The father couldn't stop laughing for a whole minute.

"I'm sure he'll find it," I volunteered.

"I'm sure of that too."


Upset parents:

Situation One: a very common scenario

"My son has been at the school for a year. I don't understand why he has a remote lot permit for next year."

"Well, in order to automatically get a resident permit, we require that students have at least 30 credits. That's how we determine who's a sophomore and who's not."

"But he's already been there for an year. It's his second year, he's a sophomore."

"But he didn't have the required number of credits, and that's how he ended up with a remote lot permit."


Situation Two

This incident stuck in my mind because of a word that the parent used. No, it wasn't one of those words (though that's not uncommon around here), but it's because I've never heard it used in regard to the campus.

The parents had arrived to deposit their daughter at her new campus: this quaint university located in the middle of nowhere. It was the second semester, and we did not have any resident permits available.

The only thing we had was a remote lot permit - to a lot that's across the bridge.

The father arrived at the office, and he was upset when he heard the news but was not about to have a fit.

He called the mother to inform her of the situation. The mother was not pleased.

She called the office, and I answered the phone.

"-And I will not leave my daughter in this slum of a place without a proper parking spot!"

Slum?

Alright, it's quaint. And it's rural. And it's in the middle of nowhere. But I've never referred to it as slum. That's a low blow.

Oh, wait. I know. Did you watch Slumdog Millionaire? How was the movie?

Eventually, she demanded to speak to the Parking Manager.
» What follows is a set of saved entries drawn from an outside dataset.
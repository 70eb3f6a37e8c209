//! Plain `0`/`1` bitmaps.
//!
//! ```text
//! 0110
//! 1001
//! ```
//!
//! Each line is one row; `1` is a filled cell, `0` an empty one.

use crate::error::{Error, Result};
use crate::grid::{EMPTY, Grid};
use crate::puzzle::Puzzle;

/// Color id given to filled bitmap cells
pub const FILLED: u32 = 1;

/// Parse a bitmap into a monochrome grid
pub fn parse_bitmap(text: &str) -> Result<Grid> {
    let lines: Vec<&str> = text.trim_end().lines().collect();

    let mut rows = Vec::with_capacity(lines.len());
    for (row, line) in lines.iter().enumerate() {
        let cells = line
            .chars()
            .enumerate()
            .map(|(column, cell)| match cell {
                '0' => Ok(EMPTY),
                '1' => Ok(FILLED),
                _ => Err(Error::InvalidBitmapCell { row, column }),
            })
            .collect::<Result<Vec<u32>>>()?;
        rows.push(cells);
    }

    let expected = rows.first().map_or(0, Vec::len);
    if expected == 0 {
        return Err(Error::EmptyBitmap);
    }
    if let Some((row, cells)) = rows
        .iter()
        .enumerate()
        .find(|(_, cells)| cells.len() != expected)
    {
        return Err(Error::RaggedBitmap {
            row,
            expected,
            actual: cells.len(),
        });
    }

    Grid::from_rows(&rows).ok_or(Error::EmptyBitmap)
}

/// Parse a bitmap and extract its monochrome clues
pub fn bitmap_puzzle(text: &str) -> Result<Puzzle> {
    let grid = parse_bitmap(text)?;
    Ok(Puzzle::from_grid(&grid, false))
}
After 10 minutes of arguing on the phone, she realized she wasn't going to win.

Ha ha! Score one for the slum!


Cargo Ships

Ah, cargo ships. When these massive objects approach the harbor, smaller ships and boats know that they have only a few seconds to clear off before being demolished by these approaching shadows.

When we see a cargo ship progress towards the office, we know it. Because we can see it. It's in their walk (a sure, steady walk that means business). It's in their face (an upset face which is pointed directly at our office). And it's in their smile (basically, they're not smiling).
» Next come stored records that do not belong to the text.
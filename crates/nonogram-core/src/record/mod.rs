//! Packed puzzle records.
//!
//! A packed puzzle is a flat sequence of 4-integer records. Decoding is
//! driven entirely by record position, so all access goes through
//! [`RecordReader`], a cursor that hands out typed values in stream order.

pub mod layout;
mod reader;

use std::ops::Index;

use serde::{Deserialize, Serialize};

pub use reader::{RecordReader, Reference, Segment};

/// One `(a, b, c, modulus)` record of a packed puzzle stream
#[derive(Debug, Clone, Copy, PartialEq, Eq, Hash, Default, Serialize, Deserialize)]
#[serde(transparent)]
pub struct Record([i64; 4]);

impl Record {
    pub const fn new(a: i64, b: i64, c: i64, modulus: i64) -> Self {
        Self([a, b, c, modulus])
    }

    pub fn fields(&self) -> [i64; 4] {
        self.0
    }

    pub fn modulus(&self) -> i64 {
        self.0[3]
    }

    /// Recover a masked dimension: `a % m + b % m - c % m`.
    ///
    /// Returns `None` when the modulus is zero.
    pub fn dimension(&self) -> Option<i64> {
        let [a, b, c] = self.residues()?;
        Some(a.wrapping_add(b).wrapping_sub(c))
    }

    /// Recover a masked segment count: `(a % m)^2 + 2 * (b % m) + c % m`.
    ///
    /// Returns `None` when the modulus is zero.
    pub fn segment_count(&self) -> Option<i64> {
        let [a, b, c] = self.residues()?;
        Some(a.wrapping_mul(a).wrapping_add(b.wrapping_mul(2)).wrapping_add(c))
    }

    fn residues(&self) -> Option<[i64; 3]> {
        let m = self.modulus();
        if m == 0 {
            return None;
        }
        let [a, b, c, _] = self.0;
        Some([a.wrapping_rem(m), b.wrapping_rem(m), c.wrapping_rem(m)])
    }
}

impl From<[i64; 4]> for Record {
    fn from(fields: [i64; 4]) -> Self {
        Self(fields)
    }
}

impl Index<usize> for Record {
    type Output = i64;

    fn index(&self, index: usize) -> &i64 {
        &self.0[index]
    }
}

#[cfg(test)]
mod tests {
    use super::*;

    #[test]
    fn test_dimension_plain_values() {
        // 7 + 5 - 2
        assert_eq!(Record::new(7, 5, 2, 100).dimension(), Some(10));
    }

    #[test]
    fn test_dimension_ignores_modulus_multiples() {
        let base = Record::new(7, 5, 2, 13);
        let expected = base.dimension();
        for k in 0..5 {
            let shift = 13 * k;
            assert_eq!(Record::new(7 + shift, 5, 2, 13).dimension(), expected);
            assert_eq!(Record::new(7, 5 + shift, 2, 13).dimension(), expected);
            assert_eq!(Record::new(7, 5, 2 + shift, 13).dimension(), expected);
            assert_eq!(
                Record::new(7 + shift, 5 + 2 * shift, 2 + 3 * shift, 13).dimension(),
                expected
            );
        }
    }

    #[test]
    fn test_segment_count_formula() {
        // 3^2 + 2*4 + 1
        assert_eq!(Record::new(3, 4, 1, 50).segment_count(), Some(18));
        assert_eq!(Record::new(53, 104, 151, 50).segment_count(), Some(18));
    }

    #[test]
    fn test_zero_modulus_is_rejected() {
        assert_eq!(Record::new(1, 2, 3, 0).dimension(), None);
        assert_eq!(Record::new(1, 2, 3, 0).segment_count(), None);
    }

    #[test]
    fn test_extreme_fields_do_not_overflow() {
        assert_eq!(Record::new(i64::MIN, i64::MAX, i64::MIN, -1).dimension(), Some(0));
        let huge = Record::new(i64::MAX - 1, i64::MAX - 1, i64::MAX - 1, i64::MAX);
        assert!(huge.dimension().is_some());
        assert!(huge.segment_count().is_some());
    }

    #[test]
    fn test_record_index_and_serde() {
        let record = Record::new(1, 2, 3, 4);
        assert_eq!(record[0], 1);
        assert_eq!(record[3], 4);
        assert_eq!(serde_json::to_string(&record).unwrap(), "[1,2,3,4]");
        let parsed: Record = serde_json::from_str("[9,8,7,6]").unwrap();
        assert_eq!(parsed, Record::new(9, 8, 7, 6));
    }
}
I've mentioned before that I love angry customers, right? Well, let me say it again. I love angry customers.

I put down whatever it is I'm working on and approach the office counter, at the height of optimum customer service.
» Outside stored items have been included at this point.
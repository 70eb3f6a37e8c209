//! Solve command for clue sheets in either layout.

use std::path::Path;

use anyhow::{Context, Result};
use nonogram_core::{Puzzle, SolveOutcome, SolverOptions, render_solution, solve};
use tracing::{info, warn};

use crate::input::read_input;

pub fn run(input: &Path, options: SolverOptions) -> Result<()> {
    let text = read_input(input)?;
    let puzzle = Puzzle::parse(&text).context("Failed to parse clue text")?;
    info!(
        "Solving {}x{} puzzle (max {} solutions)",
        puzzle.width, puzzle.height, options.max_solutions
    );

    let outcome = solve(&puzzle, &options)?;
    if !outcome.complete {
        warn!("Search stopped before exploring every branch");
    }
    print!("{}", report(&outcome, puzzle.multicolor));
    Ok(())
}

fn report(outcome: &SolveOutcome, multicolor: bool) -> String {
    let mut out = String::new();
    for solution in &outcome.solutions {
        out.push_str(&render_solution(solution, multicolor));
        out.push('\n');
    }
    out.push_str(&format!("Nodes {}\n", outcome.nodes));
    out.push_str(&format!("Solutions {}\n", outcome.solutions.len()));
    out
}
"Hello," I say, displaying my most brightest smile. I don't have to make an effort at smiling, I literally smile at the anticipation of the on brewing storm. "How can I help you?"

We can now divide their response into several categories.

First, there are the customers who will not bother waiting for my greeting. They will start and won't stop until they run out of steam.

Then, there are the customers who will start within a second of my question. They may build up their momentum, or blow up in a manner similar to a volcano.

Next, we have the ones who won't even bother with the bottom of the food chain. "Can I see your supervisor?" they ask in a cold voice.
"Right away."

We also have a special category called the deniers. These people will often deny or apologize for being caustic but will continue to be caustic. "Of course, I realize that you have to ticket and all, but blah blah. I understand it's your job, but blah blah."

Finally, we have the last category. These are the people who disappoint me the most, and, frankly, the ones that I hate. They will start off by being friendly. And then, they will blow up. What's the point? Choose just one or the other.


Puffer Fish

Initially, they will be very polite. And, then, through some unknown source, they will obtain just a whiff of courage. They will puff out their chest (yes, literally, I've seen it happen) and begin.


The Questionnaires

These people will question every statement that you make.

"Well, the problem is that you won't be able to park there."

"Oh, yeah? Where does it say that?"

"There's a sign at the entrance, and it's included under the Rules and Regulations section on the parking map."

"What sign? What rules and regulations? What parking map?"